In the first case, a Maryland state trooper won $375,000 in damages in February after a four-year legal battle against bosses who denied him a parental leave. The Maryland state police’s motion to set aside Kevin Knussman’s victory will be heard July 1.

Both cases illustrate how men increasingly desire time off from work to spend with their children, yet how they face substantial pressures _ both perceived and real _ to continue to put work first.

``Here’s a case where a father’s trying to take responsibility for a child, but being told ... ‘Men don’t do that,’ ″ said Andre Brumme, staff counsel of the ACLU in South Carolina. ``Men should have the same rights as women.″

The ACLU filed suit Tuesday against the South Carolina Department of Public Safety, the agency that oversees the South Carolina Highway Patrol.

Roberts sued the Public Safety agency in July 1998, about 18 months after he was ridiculed for applying for a parental leave to care for his newborn daughter. That suit is still pending.

His commander told him that ″ ‘The man is the breadwinner and it is the man’s responsibility to work, not to stay home with the kids,’ ″ according to the ACLU. Under pressure, Roberts retracted his request for a leave.

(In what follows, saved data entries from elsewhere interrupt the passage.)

//! Resolver that accepts every well-formed repository without touching the
//! network. Used by `keel apply --offline`.

use async_trait::async_trait;

use super::{RepositoryRequest, RepositoryResolver, ResolutionFailure, ResolvedRepository};

const SCHEMES: [&str; 3] = ["https://", "http://", "file://"];

#[derive(Debug, Clone, Copy, Default)]
pub struct OfflineResolver;

#[async_trait]
impl RepositoryResolver for OfflineResolver {
    async fn resolve(
        &self,
        request: &RepositoryRequest,
    ) -> Result<ResolvedRepository, ResolutionFailure> {
        let has_host = SCHEMES
            .iter()
            .find_map(|scheme| request.url.strip_prefix(scheme))
            .is_some_and(|rest| !rest.is_empty());

        if !has_host {
            return Err(ResolutionFailure::MalformedUrl {
                url: request.url.clone(),
                reason: "expected an http(s) or file URL".to_string(),
            });
        }

        Ok(ResolvedRepository::from_request(request))
    }
}

#[cfg(test)]
mod tests {
    use super::*;

    #[tokio::test]
    async fn test_offline_accepts_well_formed_urls() {
        let request = RepositoryRequest::new("central", "https://repo1.maven.org/maven2");
        let resolved = OfflineResolver.resolve(&request).await.unwrap();
        assert_eq!(resolved.name, "central");
        assert_eq!(resolved.url, request.url);
    }

    #[tokio::test]
    async fn test_offline_rejects_malformed_urls() {
        for url in ["repo1.maven.org", "https://", "ftp://mirror"] {
            let request = RepositoryRequest::new("bad", url);
            let err = OfflineResolver.resolve(&request).await.unwrap_err();
            assert!(matches!(err, ResolutionFailure::MalformedUrl { .. }), "{url}");
        }
    }
}
//! Build engine: plugin lookup, per-module application and retry.
//!
//! The engine plays the build-graph role toward the plugins. It applies each
//! module once per build, re-running the whole application when it fails
//! with a recoverable repository failure. Independent modules run
//! concurrently on their own tokio tasks and share no mutable state.

use std::sync::Arc;

use futures::future::join_all;
use tokio::task::JoinHandle;
use tracing::info;

use crate::convention::{shared_conventions, Convention};
use crate::error::ConventionApplicationError;
use crate::module::{ModuleConfiguration, ModuleDescriptor};
use crate::obs;
use crate::plugin::ConventionPlugin;
use crate::registry::PluginRegistry;
use crate::repository::{RepositoryGuard, RepositoryResolver};
use crate::retry::{retry_recoverable, RetryPolicy};
use crate::settings::Manifest;

/// Failure applying conventions to a module through the engine.
#[derive(Debug, thiserror::Error)]
pub enum EngineError {
    #[error("module '{module}' requests unknown plugin '{plugin}'")]
    UnknownPlugin { module: String, plugin: String },

    #[error("{source} (after {attempts} attempt(s))")]
    Application {
        attempts: u32,
        #[source]
        source: ConventionApplicationError,
    },

    #[error("module '{module}' task aborted: {reason}")]
    TaskFailed { module: String, reason: String },
}

impl EngineError {
    /// The underlying convention error, if application ran at all.
    pub fn application_error(&self) -> Option<&ConventionApplicationError> {
        match self {
            EngineError::Application { source, .. } => Some(source),
            _ => None,
        }
    }
}

/// A successfully configured module.
#[derive(Debug, Clone)]
pub struct AppliedModule {
    pub configuration: ModuleConfiguration,
    pub attempts: u32,
}

/// Applies convention plugins to modules.
#[derive(Clone)]
pub struct BuildEngine {
    registry: PluginRegistry,
    conventions: Vec<Arc<dyn Convention>>,
    retry: RetryPolicy,
}

impl BuildEngine {
    /// Engine with the shared conventions derived from `manifest`.
    pub fn new(
        registry: PluginRegistry,
        manifest: &Manifest,
        resolver: Arc<dyn RepositoryResolver>,
    ) -> Self {
        let guard = RepositoryGuard::new(resolver);
        Self {
            registry,
            conventions: shared_conventions(
                manifest.project.group.clone(),
                guard,
                manifest.repositories.clone(),
            ),
            retry: manifest.retry.clone(),
        }
    }

    pub fn with_retry_policy(mut self, retry: RetryPolicy) -> Self {
        self.retry = retry;
        self
    }

    /// Append an extra shared convention after the built-in ones.
    pub fn with_convention(mut self, convention: Arc<dyn Convention>) -> Self {
        self.conventions.push(convention);
        self
    }

    pub fn registry(&self) -> &PluginRegistry {
        &self.registry
    }

    /// Build the plugin for a module's declared variant.
    pub fn plugin_for(&self, module: &ModuleDescriptor) -> Result<ConventionPlugin, EngineError> {
        let variant = self
            .registry
            .get(&module.plugin)
            .ok_or_else(|| EngineError::UnknownPlugin {
                module: module.name.clone(),
                plugin: module.plugin.clone(),
            })?;

        Ok(ConventionPlugin::builder(variant)
            .conventions(self.conventions.iter().cloned())
            .build())
    }

    /// Apply conventions to one module, retrying recoverable failures.
    pub async fn apply_module(&self, module: &ModuleDescriptor) -> Result<AppliedModule, EngineError> {
        let plugin = self.plugin_for(module)?;

        let (result, attempts) = retry_recoverable(&self.retry, |attempt| {
            info!(module = %module.name, attempt = attempt, "Applying conventions");
            plugin.apply(module)
        })
        .await;

        match result {
            Ok(configuration) => Ok(AppliedModule {
                configuration,
                attempts,
            }),
            Err(source) => {
                obs::emit_application_failed(&module.name, attempts, &source);
                Err(EngineError::Application { attempts, source })
            }
        }
    }

    /// Apply conventions to independent modules concurrently.
    ///
    /// Returns one outcome per module, in input order. A failing module does
    /// not stop the others.
    pub async fn apply_all(
        self: Arc<Self>,
        modules: Vec<ModuleDescriptor>,
    ) -> Vec<Result<AppliedModule, EngineError>> {
        let (names, tasks): (Vec<String>, Vec<JoinHandle<Result<AppliedModule, EngineError>>>) =
            modules
                .into_iter()
                .map(|module| {
                    let engine = Arc::clone(&self);
                    let name = module.name.clone();
                    let task = tokio::spawn(async move { engine.apply_module(&module).await });
                    (name, task)
                })
                .unzip();

        join_all(tasks)
            .await
            .into_iter()
            .zip(names)
            .map(|(joined, module)| {
                joined.unwrap_or_else(|e| {
                    Err(EngineError::TaskFailed {
                        module,
                        reason: e.to_string(),
                    })
                })
            })
            .collect()
    }
}

impl std::fmt::Debug for BuildEngine {
    fn fmt(&self, f: &mut std::fmt::Formatter<'_>) -> std::fmt::Result {
        f.debug_struct("BuildEngine")
            .field("registry", &self.registry)
            .field(
                "conventions",
                &self.conventions.iter().map(|c| c.name()).collect::<Vec<_>>(),
            )
            .field("retry", &self.retry)
            .finish()
    }
}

After receiving several reprimands _ the first in his career _ he was fired in the spring of 1997.

``This was the birth of my first little girl and I wanted to be there,″ said Roberts. ``Looking after a newborn is not a vacation and I wanted to pull my fair share and give my wife the opportunity to get back to her new job and continue her career as well.″

In countering Roberts’ claim, South Carolina state attorneys have called into question the constitutionality of the Family and Medical Leave Act, saying that the federal government doesn’t have the right to mandate states to comply with the act.

A total of 20 million people have taken leave under the federal law, which says all employers with 50 or more workers must allow up to 12 unpaid weeks off to care for a new baby or sick family member.

About 1.4 million women take the leave each year, compared with 500,000 men.